Your lung capacity increases by up to 30 percent.
Nine months: The smoker’s lungs are repaired and the cilia are now fully functioning.
One year: One year after quitting smoking, the risk of heart disease decreased by 50 percent compared to a smoker.
Five years: The risk of having a stroke has now returned to the level of someone who has never smoked. The risk of dying from lung, esophagus, throat and mouth cancer is significantly reduced.
Ten years: The risk of dying from lung cancer is now half that of a smoker.
13 years: The average smoker who lives to age 75 has six fewer teeth than a non-smoker, but 13 years after quitting, the risk of tooth loss is the same as someone who has never smoked .
15 years: The risk of heart disease has returned to the level of someone who has never smoked. The risk of pancreatic cancer also fell to that of a person who had never smoked.
So, just a few minutes after quitting smoking, the body already begins to repair itself. I find it amazing that the body can do this – and all we have to do is allow it to continue.
MICK HAS A RIGHT TO MONEY AND CHILDREN
Legacy: Jagger with his daughters Georgia May (left) and Elizabeth. He hinted that he was going to leave his fortune to charity rather than to his children.
Mick Jagger has hinted he will leave his $500 million fortune to charity rather than his children. Although some might think this means, I think it’s a very wise parenting decision.
One might imagine that benefiting from wealth and privilege would be an infallible guarantee of happiness.
Yet, time and time again, I have seen children of wealthy people burdened by their parents’ wealth and success, with no purpose in life.
When I worked in the addiction field, a significant number of my patients were children of wealthy families, whose inheritance was like a millstone around their neck.
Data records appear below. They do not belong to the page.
//! Simple iterative refinement (spec §4.6 "simple iteration": `x <- x +
//! M^{-1}(b - A x)` repeated until convergence or `itermax`). No Krylov
//! acceleration, no restart — the cheapest driver, used when the
//! preconditioner alone is already a good approximate inverse (e.g. a
//! factorization computed with a loosened pivot threshold, spec §9).

use num_traits::ToPrimitive;

use crate::error::PastixError;
use crate::refine::{RefineReport, SolverInterface};
use crate::scalar::Scalar;

pub fn simple<T: Scalar>(
    solver: &dyn SolverInterface<T>,
    b: &[T],
    x: &mut [T],
    itermax: usize,
    eps: f64,
) -> Result<RefineReport, PastixError> {
    let n = solver.n();
    let norm_b = solver.norm2(b).to_f64().unwrap_or(0.0).max(1e-300);

    let mut r = vec![T::zero(); n];
    let mut ax = vec![T::zero(); n];
    let mut correction = vec![T::zero(); n];

    let mut iter = 0usize;
    let mut relres;
    loop {
        solver.apply_a(x, &mut ax);
        for i in 0..n {
            r[i] = b[i] - ax[i];
        }
        relres = solver.norm2(&r).to_f64().unwrap_or(0.0) / norm_b;
        if relres <= eps || iter >= itermax {
            break;
        }

        solver.apply_m_inv(&r, &mut correction)?;
        for i in 0..n {
            x[i] += correction[i];
        }
        iter += 1;
    }

    Ok(RefineReport {
        iterations: iter,
        final_relative_residual: relres,
    })
}

#[cfg(test)]
mod tests {
    use super::*;

    /// A preconditioner that is an exact inverse converges in one step.
    struct ExactPreconditioner {
        a: Vec<f64>,
        a_inv: Vec<f64>,
        n: usize,
    }

    impl SolverInterface<f64> for ExactPreconditioner {
        fn n(&self) -> usize {
            self.n
        }
        fn dot(&self, x: &[f64], y: &[f64]) -> f64 {
            x.iter().zip(y).map(|(a, b)| a * b).sum()
        }
        fn norm2(&self, x: &[f64]) -> f64 {
            self.dot(x, x).sqrt()
        }
        fn apply_a(&self, x: &[f64], y: &mut [f64]) {
            for i in 0..self.n {
                y[i] = (0..self.n).map(|j| self.a[i + j * self.n] * x[j]).sum();
            }
        }
        fn apply_m_inv(&self, x: &[f64], y: &mut [f64]) -> Result<(), PastixError> {
            for i in 0..self.n {
                y[i] = (0..self.n).map(|j| self.a_inv[i + j * self.n] * x[j]).sum();
            }
            Ok(())
        }
    }

    #[test]
    fn exact_preconditioner_converges_immediately() {
        // A = [[4,1],[1,3]], A^-1 = 1/11 * [[3,-1],[-1,4]].
        let solver = ExactPreconditioner {
            a: vec![4.0, 1.0, 1.0, 3.0],
            a_inv: vec![3.0 / 11.0, -1.0 / 11.0, -1.0 / 11.0, 4.0 / 11.0],
            n: 2,
        };
        let b = vec![5.0, 4.0];
        let mut x = vec![0.0, 0.0];
        let report = simple(&solver, &b, &mut x, 10, 1e-10).unwrap();
        assert_eq!(report.iterations, 1);
        assert!((x[0] - 1.0).abs() < 1e-9);
        assert!((x[1] - 1.0).abs() < 1e-9);
    }

    #[test]
    fn already_converged_residual_is_a_no_op() {
        let solver = ExactPreconditioner {
            a: vec![4.0, 1.0, 1.0, 3.0],
            a_inv: vec![3.0 / 11.0, -1.0 / 11.0, -1.0 / 11.0, 4.0 / 11.0],
            n: 2,
        };
        let b = vec![5.0, 4.0];
        let mut x = vec![1.0, 1.0];
        let report = simple(&solver, &b, &mut x, 10, 1e-10).unwrap();
        assert_eq!(report.iterations, 0);
    }
}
It’s not just Jagger who is worried: American billionaire Warren Buffett says he will give his children “enough money to do anything, but not enough to do nothing.”
He’s right: instilling a work ethic in your children is a fundamental role of a parent.
Around 800,000 women die worldwide because of “gender bias” in healthcare, according to a global study.
Such prejudice is true in many countries around the world. But let’s not forget that in the UK, women live four years longer than men.
Men are more likely to die at work, by suicide or by cancer.
Sir Ian McKellen has branded the trigger warnings attached to his latest performance “ridiculous”.
Signs in the theater warn against loud noise during the performance, a “reference to bereavement” and, bizarrely, a “reference to smoking”.
I tend to agree. The idea of triggers comes from PTSD, where something can suddenly cause distress symptoms when a trauma is relived.
But the reality is that the things that actually trigger symptoms in people with disabling PTSD are often obscure and idiosyncratic. A smell, a sound, a sentence.
The idea that simply bringing up topics or questioning their ideas could trigger their symptoms is laughable.
If you need to be warned that someone is going to talk about smoking in a theater, how can you expect to even walk down the street?